■ Assignment ■
Look through the entries below. Report each line that has the word "fallback" in it.

Stored items:

+ + + + +

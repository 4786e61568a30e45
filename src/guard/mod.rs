//! Admission control: cached usage, limit policy, invalidation, and the host-facing guard.

pub mod admission;
pub mod cache;
pub mod invalidation;
pub mod policy;
fn run_config(cli: &Cli, args: &ConfigArgs) -> Result<(), CliError> {
    match &args.command {
        None | Some(ConfigCommand::Path) => {
            let path = cli.config.clone().unwrap_or_else(Config::default_path);
            let exists = path.exists();

            match output_mode(cli) {
                OutputMode::Human => {
                    println!("{}", path.display());
                    if !exists {
                        println!("  (file does not exist; defaults will be used)");
                    }
                }
                OutputMode::Json => {
                    let payload = json!({
                        "command": "config path",
                        "path": path.to_string_lossy(),
                        "exists": exists,
                    });
                    write_json_line(&payload)?;
                }
            }
            Ok(())
        }
        Some(ConfigCommand::Show) => {
            let config = Config::load(cli.config.as_deref())?;

            match output_mode(cli) {
                OutputMode::Human => {
                    let toml_str = toml::to_string_pretty(&config)
                        .map_err(|e| CliError::Runtime(format!("serialize config: {e}")))?;
                    println!("{toml_str}");
                }
                OutputMode::Json => {
                    let payload = json!({
                        "command": "config show",
                        "config": serde_json::to_value(&config)?,
                    });
                    write_json_line(&payload)?;
                }
            }
            Ok(())
        }
        Some(ConfigCommand::Validate) => match Config::load(cli.config.as_deref()) {
            Ok(config) => {
                let hash = config.stable_hash()?;
                match output_mode(cli) {
                    OutputMode::Human => {
                        println!("Configuration is valid.");
                        println!("  Source: {}", config.paths.config_file.display());
                        println!("  Hash: {hash}");
                    }
                    OutputMode::Json => {
                        let payload = json!({
                            "command": "config validate",
                            "valid": true,
                            "path": config.paths.config_file.to_string_lossy(),
                            "hash": hash,
                        });
                        write_json_line(&payload)?;
                    }
                }
                Ok(())
            }
            Err(e) => {
                match output_mode(cli) {
                    OutputMode::Human => eprintln!("Configuration is INVALID: {e}"),
                    OutputMode::Json => {
                        let payload = json!({
                            "command": "config validate",
                            "valid": false,
                            "code": e.code(),
                            "error": e.to_string(),
                        });
                        write_json_line(&payload)?;
                    }
                }
                Err(CliError::User(format!("invalid config: {e}")))
            }
        },
    }
}

fn write_json_line(payload: &Value) -> Result<(), CliError> {
    let mut stdout = io::stdout().lock();
    serde_json::to_writer(&mut stdout, payload)?;
    writeln!(stdout)?;
    Ok(())
}

fn output_mode(cli: &Cli) -> OutputMode {
    let env_mode = std::env::var("DSG_OUTPUT_FORMAT").ok();
    resolve_output_mode(cli.json, env_mode.as_deref(), io::stdout().is_terminal())
}

fn resolve_output_mode(json_flag: bool, env_mode: Option<&str>, stdout_is_tty: bool) -> OutputMode {
    if json_flag {
        return OutputMode::Json;
    }

    let fallback = if stdout_is_tty {
        OutputMode::Human
    } else {
        OutputMode::Json
    };

    match env_mode
        .map(str::trim)
        .map(str::to_ascii_lowercase)
        .as_deref()
    {
        Some("json") => OutputMode::Json,
        Some("human") => OutputMode::Human,
        _ => fallback,
    }
}

#[cfg(test)]
mod tests {
    use super::*;

    #[test]
    fn cli_definition_is_consistent() {
        Cli::command().debug_assert();
    }

    #[test]
    fn json_flag_wins_over_env() {
        assert_eq!(
            resolve_output_mode(true, Some("human"), true),
            OutputMode::Json
        );
    }

    #[test]
    fn env_mode_overrides_tty_detection() {
        assert_eq!(
            resolve_output_mode(false, Some("human"), false),
            OutputMode::Human
        );
        assert_eq!(
            resolve_output_mode(false, Some(" JSON "), true),
            OutputMode::Json
        );
        assert_eq!(resolve_output_mode(false, Some("auto"), false), OutputMode::Json);
        assert_eq!(resolve_output_mode(false, None, true), OutputMode::Human);
    }

    #[test]
    fn parses_check_with_policy() {
        let cli = Cli::try_parse_from(["dsg", "--json", "check", "upload", "--on-error", "closed"])
            .unwrap();
        match cli.command {
            Command::Check(args) => {
                assert_eq!(args.operation, "upload");
                assert!(matches!(args.on_error, Some(OnError::Closed)));
            }
            other => panic!("unexpected command {other:?}"),
        }
    }

    #[test]
    fn exit_codes() {
        assert_eq!(CliError::Denied(String::new()).exit_code(), 4);
        assert_eq!(CliError::User(String::new()).exit_code(), 1);
        assert_eq!(
            CliError::from(DsgError::ScanFailure {
                root: PathBuf::from("/x"),
                details: "gone".to_string()
            })
            .exit_code(),
            2
        );
        assert_eq!(
            CliError::from(DsgError::InvalidConfig {
                details: "bad".to_string()
            })
            .exit_code(),
            1
        );
    }
}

+ + + + +

■ Exercise output ■
    let fallback = if stdout_is_tty {
        _ => fallback,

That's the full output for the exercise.